• [WORK ITEM]:
Your task is to print all of the data word for word.

• [DATA FOR REVIEW]:
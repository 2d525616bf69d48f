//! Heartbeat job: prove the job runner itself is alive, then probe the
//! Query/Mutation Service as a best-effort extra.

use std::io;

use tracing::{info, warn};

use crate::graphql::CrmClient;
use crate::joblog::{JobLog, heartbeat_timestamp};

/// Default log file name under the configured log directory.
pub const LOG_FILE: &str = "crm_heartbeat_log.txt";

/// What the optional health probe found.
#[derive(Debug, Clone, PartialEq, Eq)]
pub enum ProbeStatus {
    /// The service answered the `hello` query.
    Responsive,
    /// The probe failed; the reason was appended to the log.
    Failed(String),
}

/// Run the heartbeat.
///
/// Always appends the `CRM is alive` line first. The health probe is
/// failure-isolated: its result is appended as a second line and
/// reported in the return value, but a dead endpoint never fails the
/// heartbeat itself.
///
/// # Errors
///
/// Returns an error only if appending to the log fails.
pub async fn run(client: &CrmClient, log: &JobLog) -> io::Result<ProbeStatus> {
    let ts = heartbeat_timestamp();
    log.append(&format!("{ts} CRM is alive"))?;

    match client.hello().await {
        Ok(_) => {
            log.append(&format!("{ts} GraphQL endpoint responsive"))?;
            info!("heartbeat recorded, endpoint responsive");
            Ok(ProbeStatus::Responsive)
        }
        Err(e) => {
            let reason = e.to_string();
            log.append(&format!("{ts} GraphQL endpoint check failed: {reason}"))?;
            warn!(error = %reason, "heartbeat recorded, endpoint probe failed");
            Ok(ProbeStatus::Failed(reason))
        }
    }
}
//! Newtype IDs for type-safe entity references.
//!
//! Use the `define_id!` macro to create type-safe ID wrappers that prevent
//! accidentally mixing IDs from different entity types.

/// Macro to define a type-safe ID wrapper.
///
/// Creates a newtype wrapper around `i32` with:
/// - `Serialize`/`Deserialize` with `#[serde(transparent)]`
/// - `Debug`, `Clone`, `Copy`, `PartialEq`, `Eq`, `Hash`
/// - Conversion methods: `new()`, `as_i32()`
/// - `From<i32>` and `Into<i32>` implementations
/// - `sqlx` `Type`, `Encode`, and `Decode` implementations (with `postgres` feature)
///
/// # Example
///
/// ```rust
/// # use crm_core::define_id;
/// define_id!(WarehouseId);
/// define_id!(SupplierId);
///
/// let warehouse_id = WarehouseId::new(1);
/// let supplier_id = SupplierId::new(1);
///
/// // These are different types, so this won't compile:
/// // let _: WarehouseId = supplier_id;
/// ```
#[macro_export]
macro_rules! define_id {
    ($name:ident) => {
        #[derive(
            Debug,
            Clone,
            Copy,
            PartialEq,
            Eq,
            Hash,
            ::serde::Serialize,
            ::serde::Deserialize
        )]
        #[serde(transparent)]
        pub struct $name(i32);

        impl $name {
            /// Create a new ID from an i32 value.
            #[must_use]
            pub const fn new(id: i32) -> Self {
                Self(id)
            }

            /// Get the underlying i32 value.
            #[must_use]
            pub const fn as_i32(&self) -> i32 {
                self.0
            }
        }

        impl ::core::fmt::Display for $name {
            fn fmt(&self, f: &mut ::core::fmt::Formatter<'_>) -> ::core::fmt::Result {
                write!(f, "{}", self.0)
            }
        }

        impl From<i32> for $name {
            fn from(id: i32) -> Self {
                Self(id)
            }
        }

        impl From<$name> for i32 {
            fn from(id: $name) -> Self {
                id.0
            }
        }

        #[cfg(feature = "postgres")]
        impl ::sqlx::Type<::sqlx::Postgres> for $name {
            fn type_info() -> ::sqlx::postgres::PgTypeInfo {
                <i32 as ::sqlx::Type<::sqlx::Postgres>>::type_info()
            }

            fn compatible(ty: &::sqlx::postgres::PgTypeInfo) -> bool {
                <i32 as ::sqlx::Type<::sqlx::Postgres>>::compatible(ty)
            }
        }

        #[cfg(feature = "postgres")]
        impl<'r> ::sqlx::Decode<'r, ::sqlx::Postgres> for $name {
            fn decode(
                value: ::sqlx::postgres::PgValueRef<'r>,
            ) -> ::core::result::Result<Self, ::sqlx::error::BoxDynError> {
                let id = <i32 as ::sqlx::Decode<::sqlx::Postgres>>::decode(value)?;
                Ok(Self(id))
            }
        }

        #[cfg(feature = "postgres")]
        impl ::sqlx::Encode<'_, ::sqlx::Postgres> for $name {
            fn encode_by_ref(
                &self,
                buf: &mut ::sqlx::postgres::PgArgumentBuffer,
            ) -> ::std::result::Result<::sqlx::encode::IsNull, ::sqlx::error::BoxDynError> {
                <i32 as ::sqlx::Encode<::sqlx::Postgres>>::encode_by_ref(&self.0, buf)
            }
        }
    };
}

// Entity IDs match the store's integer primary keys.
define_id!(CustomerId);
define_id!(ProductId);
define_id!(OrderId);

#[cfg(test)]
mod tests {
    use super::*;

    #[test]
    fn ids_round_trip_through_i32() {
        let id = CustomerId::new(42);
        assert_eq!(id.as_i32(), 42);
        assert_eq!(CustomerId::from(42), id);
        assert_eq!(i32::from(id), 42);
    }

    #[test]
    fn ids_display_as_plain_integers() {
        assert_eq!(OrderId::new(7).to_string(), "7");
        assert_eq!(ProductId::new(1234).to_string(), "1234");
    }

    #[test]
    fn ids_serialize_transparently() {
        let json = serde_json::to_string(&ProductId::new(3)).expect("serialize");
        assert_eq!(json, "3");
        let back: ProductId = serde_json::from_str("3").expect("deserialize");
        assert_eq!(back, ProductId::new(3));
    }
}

• [EXERCISE OUTPUT]:
repository 2d525616bf69d48f
//! Heartbeat job: prove the job runner itself is alive, then probe the
//! Query/Mutation Service as a best-effort extra.

use std::io;

use tracing::{info, warn};

use crate::graphql::CrmClient;
use crate::joblog::{JobLog, heartbeat_timestamp};

/// Default log file name under the configured log directory.
pub const LOG_FILE: &str = "crm_heartbeat_log.txt";

/// What the optional health probe found.
#[derive(Debug, Clone, PartialEq, Eq)]
pub enum ProbeStatus {
    /// The service answered the `hello` query.
    Responsive,
    /// The probe failed; the reason was appended to the log.
    Failed(String),
}

/// Run the heartbeat.
///
/// Always appends the `CRM is alive` line first. The health probe is
/// failure-isolated: its result is appended as a second line and
/// reported in the return value, but a dead endpoint never fails the
/// heartbeat itself.
///
/// # Errors
///
/// Returns an error only if appending to the log fails.
pub async fn run(client: &CrmClient, log: &JobLog) -> io::Result<ProbeStatus> {
    let ts = heartbeat_timestamp();
    log.append(&format!("{ts} CRM is alive"))?;

    match client.hello().await {
        Ok(_) => {
            log.append(&format!("{ts} GraphQL endpoint responsive"))?;
            info!("heartbeat recorded, endpoint responsive");
            Ok(ProbeStatus::Responsive)
        }
        Err(e) => {
            let reason = e.to_string();
            log.append(&format!("{ts} GraphQL endpoint check failed: {reason}"))?;
            warn!(error = %reason, "heartbeat recorded, endpoint probe failed");
            Ok(ProbeStatus::Failed(reason))
        }
    }
}
//! Newtype IDs for type-safe entity references.
//!
//! Use the `define_id!` macro to create type-safe ID wrappers that prevent
//! accidentally mixing IDs from different entity types.

/// Macro to define a type-safe ID wrapper.
///
/// Creates a newtype wrapper around `i32` with:
/// - `Serialize`/`Deserialize` with `#[serde(transparent)]`
/// - `Debug`, `Clone`, `Copy`, `PartialEq`, `Eq`, `Hash`
/// - Conversion methods: `new()`, `as_i32()`
/// - `From<i32>` and `Into<i32>` implementations
/// - `sqlx` `Type`, `Encode`, and `Decode` implementations (with `postgres` feature)
///
/// # Example
///
/// ```rust
/// # use crm_core::define_id;
/// define_id!(WarehouseId);
/// define_id!(SupplierId);
///
/// let warehouse_id = WarehouseId::new(1);
/// let supplier_id = SupplierId::new(1);
///
/// // These are different types, so this won't compile:
/// // let _: WarehouseId = supplier_id;
/// ```
#[macro_export]
macro_rules! define_id {
    ($name:ident) => {
        #[derive(
            Debug,
            Clone,
            Copy,
            PartialEq,
            Eq,
            Hash,
            ::serde::Serialize,
            ::serde::Deserialize
        )]
        #[serde(transparent)]
        pub struct $name(i32);

        impl $name {
            /// Create a new ID from an i32 value.
            #[must_use]
            pub const fn new(id: i32) -> Self {
                Self(id)
            }

            /// Get the underlying i32 value.
            #[must_use]
            pub const fn as_i32(&self) -> i32 {
                self.0
            }
        }

        impl ::core::fmt::Display for $name {
            fn fmt(&self, f: &mut ::core::fmt::Formatter<'_>) -> ::core::fmt::Result {
                write!(f, "{}", self.0)
            }
        }

        impl From<i32> for $name {
            fn from(id: i32) -> Self {
                Self(id)
            }
        }

        impl From<$name> for i32 {
            fn from(id: $name) -> Self {
                id.0
            }
        }

        #[cfg(feature = "postgres")]
        impl ::sqlx::Type<::sqlx::Postgres> for $name {
            fn type_info() -> ::sqlx::postgres::PgTypeInfo {
                <i32 as ::sqlx::Type<::sqlx::Postgres>>::type_info()
            }

            fn compatible(ty: &::sqlx::postgres::PgTypeInfo) -> bool {
                <i32 as ::sqlx::Type<::sqlx::Postgres>>::compatible(ty)
            }
        }

        #[cfg(feature = "postgres")]
        impl<'r> ::sqlx::Decode<'r, ::sqlx::Postgres> for $name {
            fn decode(
                value: ::sqlx::postgres::PgValueRef<'r>,
            ) -> ::core::result::Result<Self, ::sqlx::error::BoxDynError> {
                let id = <i32 as ::sqlx::Decode<::sqlx::Postgres>>::decode(value)?;
                Ok(Self(id))
            }
        }

        #[cfg(feature = "postgres")]
        impl ::sqlx::Encode<'_, ::sqlx::Postgres> for $name {
            fn encode_by_ref(
                &self,
                buf: &mut ::sqlx::postgres::PgArgumentBuffer,
            ) -> ::std::result::Result<::sqlx::encode::IsNull, ::sqlx::error::BoxDynError> {
                <i32 as ::sqlx::Encode<::sqlx::Postgres>>::encode_by_ref(&self.0, buf)
            }
        }
    };
}

// Entity IDs match the store's integer primary keys.
define_id!(CustomerId);
define_id!(ProductId);
define_id!(OrderId);

#[cfg(test)]
mod tests {
    use super::*;

    #[test]
    fn ids_round_trip_through_i32() {
        let id = CustomerId::new(42);
        assert_eq!(id.as_i32(), 42);
        assert_eq!(CustomerId::from(42), id);
        assert_eq!(i32::from(id), 42);
    }

    #[test]
    fn ids_display_as_plain_integers() {
        assert_eq!(OrderId::new(7).to_string(), "7");
        assert_eq!(ProductId::new(1234).to_string(), "1234");
    }

    #[test]
    fn ids_serialize_transparently() {
        let json = serde_json::to_string(&ProductId::new(3)).expect("serialize");
        assert_eq!(json, "3");
        let back: ProductId = serde_json::from_str("3").expect("deserialize");
        assert_eq!(back, ProductId::new(3));
    }
}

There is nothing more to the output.